PROBLEM TO SOLVE:
From the entries below, please output exactly the lines starting at the one containing "user data directory" and ending at the one containing "if let Some(data_dir)", both included.

Stored records:
.....
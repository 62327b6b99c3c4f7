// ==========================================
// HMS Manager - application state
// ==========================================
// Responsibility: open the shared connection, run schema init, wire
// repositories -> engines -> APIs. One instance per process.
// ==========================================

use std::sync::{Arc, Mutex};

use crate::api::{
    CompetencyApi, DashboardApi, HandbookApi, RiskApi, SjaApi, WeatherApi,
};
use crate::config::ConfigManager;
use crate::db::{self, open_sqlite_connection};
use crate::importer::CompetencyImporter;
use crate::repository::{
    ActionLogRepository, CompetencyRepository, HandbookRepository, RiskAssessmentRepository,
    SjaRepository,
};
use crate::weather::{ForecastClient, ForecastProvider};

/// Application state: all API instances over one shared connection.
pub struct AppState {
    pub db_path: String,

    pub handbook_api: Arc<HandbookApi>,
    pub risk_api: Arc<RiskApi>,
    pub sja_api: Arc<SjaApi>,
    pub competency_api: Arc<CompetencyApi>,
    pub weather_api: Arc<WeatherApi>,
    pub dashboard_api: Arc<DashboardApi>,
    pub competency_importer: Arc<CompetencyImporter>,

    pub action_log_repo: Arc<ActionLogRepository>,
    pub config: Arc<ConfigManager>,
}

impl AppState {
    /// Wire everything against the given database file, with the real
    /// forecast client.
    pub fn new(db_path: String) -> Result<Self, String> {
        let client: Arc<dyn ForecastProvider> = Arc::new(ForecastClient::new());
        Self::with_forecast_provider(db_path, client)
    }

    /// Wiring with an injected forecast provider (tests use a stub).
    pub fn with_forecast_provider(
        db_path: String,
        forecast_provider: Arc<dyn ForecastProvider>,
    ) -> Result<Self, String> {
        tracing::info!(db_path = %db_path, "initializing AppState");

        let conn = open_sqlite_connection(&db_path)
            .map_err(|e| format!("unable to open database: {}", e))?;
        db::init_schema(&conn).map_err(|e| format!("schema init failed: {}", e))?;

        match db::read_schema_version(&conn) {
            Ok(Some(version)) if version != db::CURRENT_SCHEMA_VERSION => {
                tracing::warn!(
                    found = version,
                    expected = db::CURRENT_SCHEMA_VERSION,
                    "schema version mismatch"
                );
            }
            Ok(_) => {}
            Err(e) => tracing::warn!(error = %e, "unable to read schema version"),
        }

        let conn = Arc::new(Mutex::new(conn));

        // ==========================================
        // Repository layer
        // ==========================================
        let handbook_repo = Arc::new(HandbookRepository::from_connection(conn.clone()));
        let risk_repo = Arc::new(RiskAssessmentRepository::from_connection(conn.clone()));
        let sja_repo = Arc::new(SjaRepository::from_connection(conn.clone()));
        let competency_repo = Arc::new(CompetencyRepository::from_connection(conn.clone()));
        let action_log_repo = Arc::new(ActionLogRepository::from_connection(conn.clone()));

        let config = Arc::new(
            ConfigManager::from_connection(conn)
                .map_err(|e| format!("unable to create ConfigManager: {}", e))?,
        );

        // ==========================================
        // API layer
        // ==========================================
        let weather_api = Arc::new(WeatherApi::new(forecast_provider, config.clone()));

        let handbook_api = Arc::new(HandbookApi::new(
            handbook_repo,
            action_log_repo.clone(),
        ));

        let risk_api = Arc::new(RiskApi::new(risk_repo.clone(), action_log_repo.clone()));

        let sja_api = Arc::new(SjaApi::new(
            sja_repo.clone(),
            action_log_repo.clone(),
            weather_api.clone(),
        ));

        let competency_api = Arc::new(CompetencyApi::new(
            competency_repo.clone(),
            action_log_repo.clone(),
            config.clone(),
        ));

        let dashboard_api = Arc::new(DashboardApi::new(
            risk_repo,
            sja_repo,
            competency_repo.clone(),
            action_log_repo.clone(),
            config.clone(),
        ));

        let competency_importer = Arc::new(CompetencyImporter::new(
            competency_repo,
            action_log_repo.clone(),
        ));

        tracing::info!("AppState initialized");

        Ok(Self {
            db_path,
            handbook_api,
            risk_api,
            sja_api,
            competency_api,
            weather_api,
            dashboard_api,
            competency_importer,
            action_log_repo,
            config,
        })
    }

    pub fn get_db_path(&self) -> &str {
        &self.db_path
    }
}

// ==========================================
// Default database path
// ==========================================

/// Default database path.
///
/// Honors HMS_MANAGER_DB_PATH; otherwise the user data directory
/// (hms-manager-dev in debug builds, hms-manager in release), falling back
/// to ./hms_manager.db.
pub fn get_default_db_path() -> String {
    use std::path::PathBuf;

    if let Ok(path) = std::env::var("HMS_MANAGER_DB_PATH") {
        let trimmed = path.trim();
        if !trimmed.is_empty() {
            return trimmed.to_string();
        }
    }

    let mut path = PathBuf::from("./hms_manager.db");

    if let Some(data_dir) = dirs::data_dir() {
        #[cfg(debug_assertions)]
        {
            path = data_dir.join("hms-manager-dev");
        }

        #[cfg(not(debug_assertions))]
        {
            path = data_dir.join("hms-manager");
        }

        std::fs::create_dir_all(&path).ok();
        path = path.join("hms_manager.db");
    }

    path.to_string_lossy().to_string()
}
.....
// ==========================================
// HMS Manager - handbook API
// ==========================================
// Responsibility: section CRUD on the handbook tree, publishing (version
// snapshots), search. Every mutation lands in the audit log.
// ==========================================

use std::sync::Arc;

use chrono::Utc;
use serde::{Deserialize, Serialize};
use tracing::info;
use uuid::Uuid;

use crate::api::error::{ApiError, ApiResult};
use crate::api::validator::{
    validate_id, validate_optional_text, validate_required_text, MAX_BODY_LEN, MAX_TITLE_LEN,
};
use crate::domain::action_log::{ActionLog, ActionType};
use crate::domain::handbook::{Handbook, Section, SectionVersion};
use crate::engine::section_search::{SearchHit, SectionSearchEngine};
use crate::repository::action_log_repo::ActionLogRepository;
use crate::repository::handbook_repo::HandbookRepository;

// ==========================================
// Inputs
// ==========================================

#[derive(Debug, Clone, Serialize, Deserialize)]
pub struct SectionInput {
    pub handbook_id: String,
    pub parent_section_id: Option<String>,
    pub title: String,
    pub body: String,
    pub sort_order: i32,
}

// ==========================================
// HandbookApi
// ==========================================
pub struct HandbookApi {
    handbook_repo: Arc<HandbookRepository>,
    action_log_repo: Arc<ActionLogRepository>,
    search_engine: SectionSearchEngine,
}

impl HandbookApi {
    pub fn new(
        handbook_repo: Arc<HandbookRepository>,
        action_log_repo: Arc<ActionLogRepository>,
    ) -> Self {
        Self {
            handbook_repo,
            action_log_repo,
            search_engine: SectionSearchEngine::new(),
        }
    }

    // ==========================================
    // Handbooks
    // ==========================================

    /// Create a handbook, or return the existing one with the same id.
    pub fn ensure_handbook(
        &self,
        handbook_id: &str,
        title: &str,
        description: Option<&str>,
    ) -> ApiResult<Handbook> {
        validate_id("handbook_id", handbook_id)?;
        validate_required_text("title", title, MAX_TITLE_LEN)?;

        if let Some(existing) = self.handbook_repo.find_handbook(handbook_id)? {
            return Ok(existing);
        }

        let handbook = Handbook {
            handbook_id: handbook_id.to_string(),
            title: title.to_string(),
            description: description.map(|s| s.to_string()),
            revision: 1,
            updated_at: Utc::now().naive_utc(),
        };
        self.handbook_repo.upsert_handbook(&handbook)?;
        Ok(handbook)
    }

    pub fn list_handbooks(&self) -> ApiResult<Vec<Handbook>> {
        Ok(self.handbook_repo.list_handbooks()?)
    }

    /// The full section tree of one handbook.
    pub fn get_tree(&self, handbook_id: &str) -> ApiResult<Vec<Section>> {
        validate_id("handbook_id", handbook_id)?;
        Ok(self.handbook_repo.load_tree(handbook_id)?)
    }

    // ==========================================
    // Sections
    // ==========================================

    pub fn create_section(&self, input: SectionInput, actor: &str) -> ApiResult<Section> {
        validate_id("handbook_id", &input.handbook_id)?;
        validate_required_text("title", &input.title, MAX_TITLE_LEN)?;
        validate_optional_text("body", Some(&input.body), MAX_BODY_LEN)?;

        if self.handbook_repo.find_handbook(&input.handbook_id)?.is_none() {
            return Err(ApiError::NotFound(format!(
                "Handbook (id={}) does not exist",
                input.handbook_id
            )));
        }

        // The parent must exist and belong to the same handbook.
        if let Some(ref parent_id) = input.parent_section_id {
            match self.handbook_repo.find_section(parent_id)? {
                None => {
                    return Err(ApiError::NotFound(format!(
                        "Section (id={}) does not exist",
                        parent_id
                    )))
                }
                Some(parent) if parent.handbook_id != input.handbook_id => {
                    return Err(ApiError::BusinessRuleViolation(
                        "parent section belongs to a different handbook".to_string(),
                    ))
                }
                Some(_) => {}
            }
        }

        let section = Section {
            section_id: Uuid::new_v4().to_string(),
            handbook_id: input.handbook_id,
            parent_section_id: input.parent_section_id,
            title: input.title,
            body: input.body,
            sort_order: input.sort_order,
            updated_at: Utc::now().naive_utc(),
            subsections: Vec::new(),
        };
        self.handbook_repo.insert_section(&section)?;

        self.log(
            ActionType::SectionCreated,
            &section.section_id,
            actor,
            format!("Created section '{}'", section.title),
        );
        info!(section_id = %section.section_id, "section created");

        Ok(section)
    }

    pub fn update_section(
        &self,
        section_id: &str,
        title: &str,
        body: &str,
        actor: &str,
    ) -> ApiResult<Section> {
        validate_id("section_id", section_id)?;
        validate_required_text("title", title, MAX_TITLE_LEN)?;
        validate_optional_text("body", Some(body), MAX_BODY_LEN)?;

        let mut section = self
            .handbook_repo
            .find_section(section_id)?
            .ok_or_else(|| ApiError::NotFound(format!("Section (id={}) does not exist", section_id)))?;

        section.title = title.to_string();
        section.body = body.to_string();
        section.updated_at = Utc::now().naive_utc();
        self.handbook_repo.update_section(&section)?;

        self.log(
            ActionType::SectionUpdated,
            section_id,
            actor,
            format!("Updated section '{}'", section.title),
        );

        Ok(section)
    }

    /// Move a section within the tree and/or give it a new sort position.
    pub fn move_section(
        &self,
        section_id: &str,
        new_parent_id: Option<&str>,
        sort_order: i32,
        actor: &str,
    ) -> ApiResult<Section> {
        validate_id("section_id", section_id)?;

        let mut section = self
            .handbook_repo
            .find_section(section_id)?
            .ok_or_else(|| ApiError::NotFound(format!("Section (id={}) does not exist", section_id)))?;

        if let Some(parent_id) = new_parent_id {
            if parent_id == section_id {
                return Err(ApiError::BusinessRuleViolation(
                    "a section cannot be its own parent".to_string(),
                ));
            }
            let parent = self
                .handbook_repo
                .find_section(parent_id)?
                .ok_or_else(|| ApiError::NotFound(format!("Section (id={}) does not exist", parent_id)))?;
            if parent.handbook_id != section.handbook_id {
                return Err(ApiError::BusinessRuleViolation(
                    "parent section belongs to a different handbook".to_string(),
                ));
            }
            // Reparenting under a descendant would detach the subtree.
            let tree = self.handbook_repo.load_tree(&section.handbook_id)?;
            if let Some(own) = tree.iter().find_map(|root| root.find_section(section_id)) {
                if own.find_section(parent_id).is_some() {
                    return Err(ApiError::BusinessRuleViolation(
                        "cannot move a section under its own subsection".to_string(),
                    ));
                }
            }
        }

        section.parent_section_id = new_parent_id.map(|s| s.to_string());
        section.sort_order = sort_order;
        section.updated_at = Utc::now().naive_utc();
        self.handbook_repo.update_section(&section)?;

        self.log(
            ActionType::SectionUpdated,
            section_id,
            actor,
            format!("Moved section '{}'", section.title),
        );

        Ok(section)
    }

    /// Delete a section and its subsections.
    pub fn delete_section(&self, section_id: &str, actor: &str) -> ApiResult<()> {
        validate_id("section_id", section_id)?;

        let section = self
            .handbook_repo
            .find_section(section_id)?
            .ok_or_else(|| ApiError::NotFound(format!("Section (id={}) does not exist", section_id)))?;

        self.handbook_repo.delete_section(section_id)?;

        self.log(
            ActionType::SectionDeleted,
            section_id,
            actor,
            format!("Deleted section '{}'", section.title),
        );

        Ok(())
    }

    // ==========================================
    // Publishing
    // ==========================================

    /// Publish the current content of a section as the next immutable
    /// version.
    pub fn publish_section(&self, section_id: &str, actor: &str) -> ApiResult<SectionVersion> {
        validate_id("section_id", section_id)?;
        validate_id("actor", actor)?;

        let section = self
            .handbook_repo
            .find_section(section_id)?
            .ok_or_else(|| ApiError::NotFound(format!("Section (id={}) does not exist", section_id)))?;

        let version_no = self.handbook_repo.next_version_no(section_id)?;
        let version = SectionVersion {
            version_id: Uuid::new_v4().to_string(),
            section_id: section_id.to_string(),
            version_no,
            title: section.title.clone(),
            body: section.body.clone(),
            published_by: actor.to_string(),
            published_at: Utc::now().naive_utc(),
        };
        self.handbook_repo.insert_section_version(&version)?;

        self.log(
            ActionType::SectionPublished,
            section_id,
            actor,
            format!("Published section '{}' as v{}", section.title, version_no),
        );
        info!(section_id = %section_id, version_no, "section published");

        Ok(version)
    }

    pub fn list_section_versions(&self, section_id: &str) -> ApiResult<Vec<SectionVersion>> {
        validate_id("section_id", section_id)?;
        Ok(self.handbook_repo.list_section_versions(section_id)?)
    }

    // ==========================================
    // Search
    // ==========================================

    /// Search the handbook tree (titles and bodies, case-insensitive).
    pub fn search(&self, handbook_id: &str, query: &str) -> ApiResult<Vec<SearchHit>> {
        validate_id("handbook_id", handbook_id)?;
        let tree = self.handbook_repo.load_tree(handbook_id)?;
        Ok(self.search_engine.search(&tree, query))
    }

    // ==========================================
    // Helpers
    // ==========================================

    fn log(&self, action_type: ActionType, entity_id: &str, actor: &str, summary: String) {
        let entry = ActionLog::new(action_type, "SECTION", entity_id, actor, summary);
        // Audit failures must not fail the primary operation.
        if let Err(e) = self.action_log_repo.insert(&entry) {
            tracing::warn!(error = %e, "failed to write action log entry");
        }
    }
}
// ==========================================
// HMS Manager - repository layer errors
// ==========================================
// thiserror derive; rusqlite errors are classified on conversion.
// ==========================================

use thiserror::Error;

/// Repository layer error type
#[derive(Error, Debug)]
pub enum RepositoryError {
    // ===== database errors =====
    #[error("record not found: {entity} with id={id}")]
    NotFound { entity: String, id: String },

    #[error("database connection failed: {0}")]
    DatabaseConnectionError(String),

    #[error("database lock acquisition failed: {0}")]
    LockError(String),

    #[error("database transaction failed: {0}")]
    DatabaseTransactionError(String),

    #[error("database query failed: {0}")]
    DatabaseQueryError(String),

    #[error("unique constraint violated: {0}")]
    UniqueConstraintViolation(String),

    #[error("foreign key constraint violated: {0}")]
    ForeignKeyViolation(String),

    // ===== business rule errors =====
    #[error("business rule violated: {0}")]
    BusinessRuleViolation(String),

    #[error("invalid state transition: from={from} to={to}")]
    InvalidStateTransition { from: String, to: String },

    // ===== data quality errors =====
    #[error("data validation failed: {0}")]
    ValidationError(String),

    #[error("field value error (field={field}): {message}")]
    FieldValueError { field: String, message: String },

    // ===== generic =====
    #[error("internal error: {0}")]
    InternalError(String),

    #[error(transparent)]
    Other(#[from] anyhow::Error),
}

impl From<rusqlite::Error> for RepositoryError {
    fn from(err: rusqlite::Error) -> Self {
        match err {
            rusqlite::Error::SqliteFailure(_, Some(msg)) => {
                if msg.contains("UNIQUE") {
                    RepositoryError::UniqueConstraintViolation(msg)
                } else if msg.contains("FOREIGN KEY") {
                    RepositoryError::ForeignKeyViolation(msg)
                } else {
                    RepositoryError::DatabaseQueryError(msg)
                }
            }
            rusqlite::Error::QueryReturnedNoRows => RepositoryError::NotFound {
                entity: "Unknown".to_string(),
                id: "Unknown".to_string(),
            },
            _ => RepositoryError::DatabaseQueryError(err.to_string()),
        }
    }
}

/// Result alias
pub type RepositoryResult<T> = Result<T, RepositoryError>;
.....
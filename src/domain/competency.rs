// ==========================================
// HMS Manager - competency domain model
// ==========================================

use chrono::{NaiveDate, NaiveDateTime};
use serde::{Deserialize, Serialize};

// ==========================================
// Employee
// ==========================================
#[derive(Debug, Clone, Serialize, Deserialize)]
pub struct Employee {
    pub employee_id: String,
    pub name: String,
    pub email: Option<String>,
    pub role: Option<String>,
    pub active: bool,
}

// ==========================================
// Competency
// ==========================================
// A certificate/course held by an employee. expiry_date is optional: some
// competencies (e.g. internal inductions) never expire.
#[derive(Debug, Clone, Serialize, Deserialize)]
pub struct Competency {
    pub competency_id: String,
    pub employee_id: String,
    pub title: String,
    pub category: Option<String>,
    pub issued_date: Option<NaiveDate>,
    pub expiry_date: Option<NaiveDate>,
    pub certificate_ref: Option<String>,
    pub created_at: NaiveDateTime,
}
.....
TASK RESULT:
/// Honors HMS_MANAGER_DB_PATH; otherwise the user data directory
/// (hms-manager-dev in debug builds, hms-manager in release), falling back
/// to ./hms_manager.db.
pub fn get_default_db_path() -> String {
    use std::path::PathBuf;

    if let Ok(path) = std::env::var("HMS_MANAGER_DB_PATH") {
        let trimmed = path.trim();
        if !trimmed.is_empty() {
            return trimmed.to_string();
        }
    }

    let mut path = PathBuf::from("./hms_manager.db");

    if let Some(data_dir) = dirs::data_dir() {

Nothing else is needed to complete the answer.